Las fiestas, las universales, las nacionales y, sobre todo, las locales, este es el gran terreno donde parece jugarse el resultado de las elecciones municipales. Si las fiestas van bien es que la ciudad va bien y así aumentan significativamente tus posibilidades de ser reelegido. España está dominada por un síndrome que podríamos llamar la locura de las fiestas. Año tras año, las Fallas, San Fermín, la Feria de Abril, el Corpus granadino, estas y todas las demás celebraciones locales son más largas, más ruidosas, más alcohólicas y más costosas que cuando yo era niño o joven. No importa que se conviertan en un espacio propicio para manadas de borrachos y acosadores sexuales. Lo que importa es que a la mayoría de los vecinos les encante y que salgan en las cadenas de televisión, de ser posible con unas declaraciones del muy sonriente primer edil. A falta de pan, bueno es el circo, pensaban los emperadores romanos.
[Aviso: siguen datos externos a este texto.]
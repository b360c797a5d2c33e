//! Property-based invariant tests for `ObserverList`.
//!
//! Random operation sequences are applied to the list and to a plain model
//! that tracks every entry (live or dead) by a serial number. After each step:
//!
//! 1. `len()` equals the number of model entries, dead ones included.
//! 2. `live_len()` equals the number of live model entries.
//! 3. Every live key's observers match the model, in insertion order.
//! 4. A key's observers never contain duplicates.
//!
//! Traversals additionally check that exactly the live entries' observers are
//! visited, each key's observers in order, and that dead entries are gone
//! afterwards.

use std::collections::BTreeMap;
use std::rc::Rc;

use observer_list::{AbsentPolicy, ByValue, ObserverList, ObserverListConfig};
use proptest::prelude::*;

const SLOTS: usize = 4;

// ── Operations ────────────────────────────────────────────────────────────

#[derive(Debug, Clone)]
enum Op {
    Add(usize, u8),
    AddIfAbsent(usize, u8),
    RemoveKey(usize),
    RemoveObserver(u8),
    Release(usize),
    ForEach,
    Prune,
}

fn op_strategy() -> impl Strategy<Value = Op> {
    let slot = 0..SLOTS;
    let obs = 0u8..6;
    prop_oneof![
        4 => (slot.clone(), obs.clone()).prop_map(|(s, o)| Op::Add(s, o)),
        2 => (slot.clone(), obs.clone()).prop_map(|(s, o)| Op::AddIfAbsent(s, o)),
        1 => slot.clone().prop_map(Op::RemoveKey),
        2 => obs.prop_map(Op::RemoveObserver),
        1 => slot.prop_map(Op::Release),
        1 => Just(Op::ForEach),
        1 => Just(Op::Prune),
    ]
}

fn policy_strategy() -> impl Strategy<Value = AbsentPolicy> {
    prop_oneof![Just(AbsentPolicy::Key), Just(AbsentPolicy::Observer)]
}

// ── Model ─────────────────────────────────────────────────────────────────

#[derive(Debug, Default)]
struct ModelEntry {
    alive: bool,
    observers: Vec<u8>,
}

struct Harness {
    list: ObserverList<Rc<u64>, ByValue<u8>>,
    policy: AbsentPolicy,
    slots: Vec<Rc<u64>>,
    next_serial: u64,
    model: BTreeMap<u64, ModelEntry>,
}

impl Harness {
    fn new(policy: AbsentPolicy) -> Self {
        let config = ObserverListConfig::new().with_absent_policy(policy);
        let mut harness = Self {
            list: ObserverList::with_config(config),
            policy,
            slots: Vec::with_capacity(SLOTS),
            next_serial: 0,
            model: BTreeMap::new(),
        };
        for _ in 0..SLOTS {
            let key = harness.fresh_key();
            harness.slots.push(key);
        }
        harness
    }

    fn fresh_key(&mut self) -> Rc<u64> {
        let serial = self.next_serial;
        self.next_serial += 1;
        Rc::new(serial)
    }

    fn model_add(&mut self, serial: u64, observer: u8) {
        let entry = self.model.entry(serial).or_insert_with(|| ModelEntry {
            alive: true,
            observers: Vec::new(),
        });
        if !entry.observers.contains(&observer) {
            entry.observers.push(observer);
        }
    }

    fn apply(&mut self, op: &Op) {
        match *op {
            Op::Add(slot, observer) => {
                let key = Rc::clone(&self.slots[slot]);
                self.list.add(&key, ByValue(observer));
                self.model_add(*key, observer);
            }
            Op::AddIfAbsent(slot, observer) => {
                let key = Rc::clone(&self.slots[slot]);
                self.list.add_if_absent(&key, ByValue(observer));
                let present = self.model.contains_key(&*key);
                let skip = match self.policy {
                    AbsentPolicy::Key => present,
                    AbsentPolicy::Observer => false,
                };
                if !skip {
                    self.model_add(*key, observer);
                }
            }
            Op::RemoveKey(slot) => {
                let key = Rc::clone(&self.slots[slot]);
                let removed = self.list.remove_key(&key);
                let expected = self.model.remove(&*key).map(|e| e.observers);
                assert_eq!(
                    removed.map(|v| v.into_iter().map(ByValue::into_inner).collect::<Vec<_>>()),
                    expected
                );
            }
            Op::RemoveObserver(observer) => {
                let hits = self.list.remove_observer(&ByValue(observer));
                let mut expected = 0;
                for entry in self.model.values_mut() {
                    if let Some(pos) = entry.observers.iter().position(|o| *o == observer) {
                        entry.observers.remove(pos);
                        expected += 1;
                    }
                }
                assert_eq!(hits, expected);
            }
            Op::Release(slot) => {
                let fresh = self.fresh_key();
                let old = std::mem::replace(&mut self.slots[slot], fresh);
                if let Some(entry) = self.model.get_mut(&*old) {
                    entry.alive = false;
                }
            }
            Op::ForEach => {
                let mut visited: BTreeMap<u64, Vec<u8>> = BTreeMap::new();
                let stats = self
                    .list
                    .for_each_with_key(|key, o| visited.entry(**key).or_default().push(o.0));

                let before = self.model.len();
                self.model.retain(|_, e| e.alive);
                let expected: BTreeMap<u64, Vec<u8>> = self
                    .model
                    .iter()
                    .filter(|(_, e)| !e.observers.is_empty())
                    .map(|(k, e)| (*k, e.observers.clone()))
                    .collect();
                assert_eq!(visited, expected);
                assert_eq!(stats.entries_pruned, before - self.model.len());
                assert_eq!(stats.entries_visited, self.model.len());
            }
            Op::Prune => {
                let before = self.model.len();
                self.model.retain(|_, e| e.alive);
                assert_eq!(self.list.prune(), before - self.model.len());
            }
        }
    }

    fn check(&self) {
        assert_eq!(self.list.len(), self.model.len());
        assert_eq!(self.list.is_empty(), self.model.is_empty());
        assert_eq!(
            self.list.live_len(),
            self.model.values().filter(|e| e.alive).count()
        );
        for key in &self.slots {
            let actual: Option<Vec<u8>> = self
                .list
                .observers(key)
                .map(|obs| obs.iter().map(|o| o.0).collect());
            let expected = self.model.get(&**key).map(|e| e.observers.clone());
            assert_eq!(actual, expected, "observers for key {key}");
            if let Some(obs) = actual {
                let mut deduped = obs.clone();
                deduped.sort_unstable();
                deduped.dedup();
                assert_eq!(deduped.len(), obs.len());
            }
        }
    }
}

// ── Properties ────────────────────────────────────────────────────────────

proptest! {
    #![proptest_config(ProptestConfig::with_cases(256))]

    #[test]
    fn list_matches_model(
        policy in policy_strategy(),
        ops in proptest::collection::vec(op_strategy(), 0..64),
    ) {
        let mut harness = Harness::new(policy);
        for op in &ops {
            harness.apply(op);
            harness.check();
        }
    }

    #[test]
    fn add_then_remove_key_is_neutral(
        observers in proptest::collection::vec(0u8..10, 1..8),
    ) {
        let mut list = ObserverList::new();
        let anchor = Rc::new(0u64);
        list.add(&anchor, ByValue(0u8));
        let before = list.len();

        let key = Rc::new(1u64);
        for o in &observers {
            list.add(&key, ByValue(*o));
        }
        list.remove_key(&key);
        prop_assert_eq!(list.len(), before);

        let mut seen = Vec::new();
        list.for_each(|o| seen.push(o.0));
        prop_assert_eq!(seen, vec![0u8]);
    }

    #[test]
    fn released_keys_are_never_visited(
        live in 0usize..6,
        dead in 1usize..6,
    ) {
        let mut list = ObserverList::new();
        let live_keys: Vec<Rc<u64>> = (0..live as u64).map(Rc::new).collect();
        for key in &live_keys {
            list.add(key, ByValue(true));
        }
        for i in 0..dead as u64 {
            let key = Rc::new(100 + i);
            list.add(&key, ByValue(false));
        }
        prop_assert_eq!(list.len(), live + dead);

        let mut saw_dead = false;
        let stats = list.for_each(|o| saw_dead |= !o.0);
        prop_assert!(!saw_dead);
        prop_assert_eq!(stats.entries_pruned, dead);
        prop_assert_eq!(list.len(), live);
    }
}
Ya dije que soy federalista. Me gustaría que las consultas a los vecinos fueran más frecuentes de lo que son. Hablo de democracia directa, de preguntas a la ciudadanía sobre tales o cuales cuestiones importantes para la vida de su barrio o ciudad. No sólo para segregarse o cambiar de nombre, que conste. Y me parece que dice mucho sobre nuestro tiempo el que uno de los pocos referendos locales celebrados últimamente en España fuera el convocado por el alcalde socialista de Sevilla, Juan Espadas, en 2016. Preguntaba el regidor si los sevillanos deseaban o no alargar la Feria de Abril. Ganó el sí, claro. ¿Alguien lo dudaba?
He aludido a la necesidad de que el alcalde tenga una visión de su ciudad. De que sueñe cómo podría ser y lo proponga a los vecinos, tal y como hicieron en su tiempo Tierno y Maragall en Madrid y Barcelona. Pero ahora me doy cuenta de que sería injusto no reconocer que, en el fondo, los alcaldes o aspirantes a alcaldes del PP tienen una visión, una agenda más o menos oculta, más o menos explícita. Están obsesionados con imitar el modelo de la City londinense, el Wall Street neoyorquino, el Abu Dabi del Golfo Pérsico y el Pudong de Shanghái. Almeida y sus correligionarios quieren más empresas, quieren nuevos chiringuitos financieros, quieren decenas de escuelas de negocios, quieren Eurovegas, Chinovegas o lo que sea menester. Su sueño tórrido es el de una urbe erizada de rascacielos por la que circulen las limusinas y los helicópteros de los multimillonarios transnacionales. Y a los demás, que les vayan dando. Para ello reducen los impuestos a los que más ganan, se saltan las regulaciones urbanísticas y están dispuestos a despenalizar lo que sea menester: el fumeteo en espacios cerrados y hasta las putas, siempre que sean de lujo. Entretanto, van cobrando sus comisiones y proponiendo al electorado este modelo aspiracional: si nos votas, igual tú también tienes tu limusina, tu helicóptero y tu jet privado.
Es un sueño antiguo, pero ellos no lo saben. Es el sueño americano de los años 1990. Antes de que el cambio climático viniera a quedarse entre nosotros. Antes de que las crisis financieras se hicieran crónicas y llenaran de inseguridad y desigualdad nuestras ciudades. Ellos se creen modernos, pero son más antiguos que Lehman Brothers.